My body has been growing a healthy human life for nearly 36 weeks and it’s feeling a little tired and as though I am in slow motion.

Being a person extremely connected to my body, I listen to the subtle whispers that urge me to take a moment to rest rather than wait for the screams of injury or pain, which are impossible to ignore. When I honor those whispers, I find balance and free myself from stress. Though this lesson comes to me time and time again, some days, I struggle with the urge to multi-task or check something else off the list while I “rest.”

I’m a believer in moving forward in life and being productive. I’m also a believer in finding the balance in life. There are appropriate and important times for action, just as there are for non-action.

This morning, yet again, was a lesson in listening to my body’s needs and uncovering that balance.

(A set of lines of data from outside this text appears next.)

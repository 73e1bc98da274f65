//! Flat-file entity definitions.
//!
//! A definition file is a sequence of `NAME value` lines. Bare values
//! go through [`Value::parse`], so `16` loads as an integer and
//! `1,3` as a list, while quoted values stay text verbatim even when
//! they look numeric. `NAME` and `DESCRIPTION` set the entity's
//! identity instead of attributes, a lone `OBJECT` starts a new owned
//! prop that soaks up the following lines, and `#` comments out the
//! rest of a line.

use std::fs;
use std::path::Path;

use fracas_foundation::{Error, Result, Value};

use crate::entity::{Entity, EntityId, Kind};
use crate::world::World;

/// One lexed value field.
#[derive(Debug, PartialEq, Eq)]
enum Field<'a> {
    /// Unquoted text, subject to value parsing.
    Bare(&'a str),
    /// Quoted text, kept verbatim.
    Quoted(&'a str),
}

impl World {
    /// Reads a definition file into `root`.
    ///
    /// Attribute lines apply to `root` until an `OBJECT` line opens an
    /// owned prop; later lines then apply to that prop. Lines with no
    /// value are ignored.
    ///
    /// # Errors
    ///
    /// Returns [`Error::DefinitionIo`] when the file cannot be read.
    pub fn load(&mut self, root: EntityId, path: impl AsRef<Path>) -> Result<()> {
        let path = path.as_ref();
        let text = fs::read_to_string(path)
            .map_err(|source| Error::definition_io(path, source))?;

        let mut current = root;
        for line in text.lines() {
            let Some((name, field)) = lex(line) else {
                continue;
            };
            match (name, field) {
                ("OBJECT", _) => {
                    let object = self.spawn(Entity::new("actor", Kind::Prop));
                    self.add_object(root, object);
                    current = object;
                }
                ("NAME", Some(field)) => {
                    self.entity_mut(current).name = field.text().to_owned();
                }
                ("DESCRIPTION", Some(field)) => {
                    self.entity_mut(current).description = Some(field.text().to_owned());
                }
                (_, Some(Field::Quoted(text))) => {
                    self.set_attr(current, name, text);
                }
                (_, Some(Field::Bare(text))) => {
                    self.set_attr(current, name, Value::parse(text));
                }
                (_, None) => {}
            }
        }
        Ok(())
    }
}

impl Field<'_> {
    fn text(&self) -> &str {
        match self {
            Self::Bare(text) | Self::Quoted(text) => text,
        }
    }
}

/// Splits one line into an attribute name and an optional value.
///
/// Blank lines and lines opening with `#` lex to nothing.
fn lex(line: &str) -> Option<(&str, Option<Field<'_>>)> {
    let trimmed = line.trim();
    if trimmed.is_empty() || trimmed.starts_with('#') {
        return None;
    }
    let (name, rest) = match trimmed.split_once(char::is_whitespace) {
        Some((name, rest)) => (name, rest.trim_start()),
        None => (trimmed, ""),
    };

    let mut chars = rest.chars();
    let field = match chars.next() {
        None | Some('#') => None,
        Some(quote @ ('"' | '\'')) => {
            let body = chars.as_str();
            let end = body.find(quote).unwrap_or(body.len());
            Some(Field::Quoted(&body[..end]))
        }
        Some(_) => Some(Field::Bare(rest)),
    };
    Some((name, field))
}
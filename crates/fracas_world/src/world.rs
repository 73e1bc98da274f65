//! The entity arena and hierarchical attribute lookup.
//!
//! A [`World`] owns every entity behind stable [`EntityId`] handles.
//! Attribute lookup walks the context parent chain: an attribute not
//! set on a context is fetched from its enclosing context, so a region
//! can establish a default that rooms inside it inherit or shadow.
//! Non-context entities never delegate.

use fracas_foundation::keys::{RESISTANCE, SEARCH};
use fracas_foundation::{Error, Result, Value};

use crate::entity::{ContextState, Entity, EntityId, Kind};

/// Arena owning every entity in play.
///
/// Entities are spawned and never removed; death and incapacitation
/// are flags on the entity. Handles from one world must not be used
/// with another.
#[derive(Clone, Debug, Default)]
#[cfg_attr(feature = "serde", derive(serde::Serialize, serde::Deserialize))]
pub struct World {
    entities: Vec<Entity>,
}

impl World {
    /// Creates an empty world.
    #[must_use]
    pub fn new() -> Self {
        Self::default()
    }

    /// Adds an entity and returns its handle.
    pub fn spawn(&mut self, entity: Entity) -> EntityId {
        self.entities.push(entity);
        EntityId::new(self.entities.len() - 1)
    }

    /// Borrows an entity.
    #[must_use]
    pub fn entity(&self, id: EntityId) -> &Entity {
        &self.entities[id.index()]
    }

    /// Mutably borrows an entity.
    pub fn entity_mut(&mut self, id: EntityId) -> &mut Entity {
        &mut self.entities[id.index()]
    }

    /// An entity's display name.
    #[must_use]
    pub fn name(&self, id: EntityId) -> &str {
        &self.entity(id).name
    }

    /// Number of entities ever spawned.
    #[must_use]
    pub fn len(&self) -> usize {
        self.entities.len()
    }

    /// True when nothing has been spawned.
    #[must_use]
    pub fn is_empty(&self) -> bool {
        self.entities.is_empty()
    }

    /// Iterates every handle in spawn order.
    pub fn ids(&self) -> impl Iterator<Item = EntityId> + '_ {
        (0..self.entities.len()).map(EntityId::new)
    }

    // =========================================================================
    // Attributes
    // =========================================================================

    /// Hierarchical attribute lookup.
    ///
    /// Returns the entity's own value when set. Contexts that lack the
    /// attribute ask their parent, transitively; other entities do not
    /// delegate.
    #[must_use]
    pub fn attr(&self, id: EntityId, name: &str) -> Option<&Value> {
        let mut current = id;
        loop {
            let entity = self.entity(current);
            if let Some(value) = entity.get(name) {
                return Some(value);
            }
            match &entity.kind {
                Kind::Context(ContextState {
                    parent: Some(parent),
                    ..
                }) => current = *parent,
                _ => return None,
            }
        }
    }

    /// Hierarchical integer lookup. An unset attribute reads as 0.
    ///
    /// # Errors
    ///
    /// Returns [`Error::TypeMismatch`] when the attribute is set but
    /// not an integer.
    pub fn attr_int(&self, id: EntityId, name: &str) -> Result<i64> {
        match self.attr(id, name) {
            None => Ok(0),
            Some(value) => value
                .as_int()
                .ok_or_else(|| Error::type_mismatch("int", value.type_name())),
        }
    }

    /// Sets an attribute directly on the entity, shadowing any
    /// inherited value.
    pub fn set_attr(&mut self, id: EntityId, name: impl Into<String>, value: impl Into<Value>) {
        self.entity_mut(id).set(name, value);
    }

    // =========================================================================
    // Ownership
    // =========================================================================

    /// Gives `object` to `owner`. Returns false if already owned.
    pub fn add_object(&mut self, owner: EntityId, object: EntityId) -> bool {
        self.entity_mut(owner).add_object(object)
    }

    /// Objects owned by an entity, in acquisition order.
    #[must_use]
    pub fn objects(&self, owner: EntityId) -> &[EntityId] {
        self.entity(owner).objects()
    }

    /// First owned object whose name contains `fragment`.
    #[must_use]
    pub fn object_named(&self, owner: EntityId, fragment: &str) -> Option<EntityId> {
        self.objects(owner)
            .iter()
            .copied()
            .find(|object| self.entity(*object).name.contains(fragment))
    }

    /// Owned objects that can currently be seen: everything that is
    /// not concealed, plus concealed objects that have been found.
    #[must_use]
    pub fn visible_objects(&self, owner: EntityId) -> Vec<EntityId> {
        self.objects(owner)
            .iter()
            .copied()
            .filter(|object| self.is_found(*object) || !self.is_concealed(*object))
            .collect()
    }

    /// Owned objects still hidden: concealed and not yet found.
    #[must_use]
    pub fn hidden_objects(&self, owner: EntityId) -> Vec<EntityId> {
        self.objects(owner)
            .iter()
            .copied()
            .filter(|object| self.is_concealed(*object) && !self.is_found(*object))
            .collect()
    }

    /// Concealment is a positive search resistance.
    fn is_concealed(&self, id: EntityId) -> bool {
        self.attr_flag(id, &format!("{RESISTANCE}.{SEARCH}"))
    }

    /// A successful search leaves positive stacks on the verb
    /// attribute.
    fn is_found(&self, id: EntityId) -> bool {
        self.attr_flag(id, SEARCH)
    }

    fn attr_flag(&self, id: EntityId, name: &str) -> bool {
        self.attr(id, name)
            .and_then(Value::as_int)
            .is_some_and(|value| value > 0)
    }

    // =========================================================================
    // Contexts
    // =========================================================================

    /// Moves an entity into a context.
    pub fn set_context(&mut self, entity: EntityId, context: EntityId) {
        self.entity_mut(entity).context = Some(context);
    }

    /// Adds a party member to a context. Returns false if already
    /// present.
    ///
    /// # Errors
    ///
    /// Returns [`Error::NotAContext`] when `context` is not a context.
    pub fn add_member(&mut self, context: EntityId, member: EntityId) -> Result<bool> {
        if let Some(state) = self.entity_mut(context).context_state_mut() {
            return Ok(state.add_member(member));
        }
        Err(Error::not_a_context(self.name(context)))
    }

    /// Registers an NPC in a context. Returns false if already
    /// present.
    ///
    /// # Errors
    ///
    /// Returns [`Error::NotAContext`] when `context` is not a context.
    pub fn add_npc(&mut self, context: EntityId, npc: EntityId) -> Result<bool> {
        if let Some(state) = self.entity_mut(context).context_state_mut() {
            return Ok(state.add_npc(npc));
        }
        Err(Error::not_a_context(self.name(context)))
    }

    /// Party members of a context. Empty for non-contexts.
    #[must_use]
    pub fn party(&self, context: EntityId) -> &[EntityId] {
        self.entity(context)
            .context_state()
            .map_or(&[], ContextState::party)
    }

    /// NPCs registered in a context. Empty for non-contexts.
    #[must_use]
    pub fn npcs(&self, context: EntityId) -> &[EntityId] {
        self.entity(context)
            .context_state()
            .map_or(&[], ContextState::npcs)
    }
}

Coming home from my brisk morning walk, I felt energized for the day. As I stepped into the shower, a wave of weariness washed over me. Moving slowly and honoring this feeling of fatigue, I strived to get through my morning routine so I could sit down. Luckily, I have also learned during this pregnancy that it’s imperative to give myself enough time in the morning to get ready so I don’t need to rush before my first client arrives for their one-on-one yoga session.

Ready for a break, I grabbed a nectarine and thought about reading while I ate. As I mindlessly washed the fruit, my mind wandered about what book to read and tried to calculate how much time I had. I knew I needed to get off my feet soon as I swiped a paper towel to wipe the fruit dry. I took a bite and walked over to my rocking chair.

I gazed at a stack of books I had on the table and picked up “Spiritual Midwifery” by Ina May Gaskin. I took a bite of the fruit in my right hand and uncomfortably held the book with my left as I fumbled to the page I was on. I took another bite and began to read. It was as though I rushed from sentence to sentence, checking the clock, not really reading or tasting the sweet nectarine.

Noticing that I was somewhere else, I took a deep breath and put the book down. I decided that it was more important to me to be present than trying to rush to the next thing or cram in a little more reading.

While I enjoy sneaking in moments here and there to read, I also know how important it is to be present for life. I decided that I wanted to slow down and find ease. Eating that nectarine became my priority and it was my sole purpose in that moment.

Mindfully, I gazed at the partially-eaten fruit and noticed the color, texture, shape, smell and feel of it in my hand. I noticed what it sounded like to take a bite and then to chew. I closed my eyes and chewed slowly, tasting and observing; feeling it on my teeth and tongue.

I thought about where the fruit came from, envisioning the tree growing up from a seed. I imagined how many people over the years cared for that tree, watered it and nurtured it. I thought of the bees, the rain and the sun. I imagined the day it got picked and tossed into a basket. I dreamed up its trip from my local farm to the grocery store. I felt so thankful that I had access to buy fruit from local farmers.

Eating one mindful bite at a time, I witnessed the transformation of the nectarine and felt so grateful that my purpose was to simply eat and savor a delicious piece of fruit, before the “busy-ness” of my day began. Being mindful with my snack also grounded me before my daily meditation, and was a meditation in itself. There was no other place I had to be or task I had to complete. I connected to being and my breath while nurturing my body and baby with nutrients and mindfulness.

My life in that moment was so simple and pure. I tasted and surrendered the need to do more.

I let it be okay that I was exactly there, enjoying the simplicity. Everything was perfect, soft and timeless. Slowing down was a powerful lesson and I intended to practice it more.

With another bite, I found solace and joy, uncluttered by thought or urgency. A deep peace came over me. I was able to witness my life unfolding one sweet bite at a time, feeling so grateful, and enjoying that fleeting, unique moment in time and space, and in my pregnancy, which will never exist again.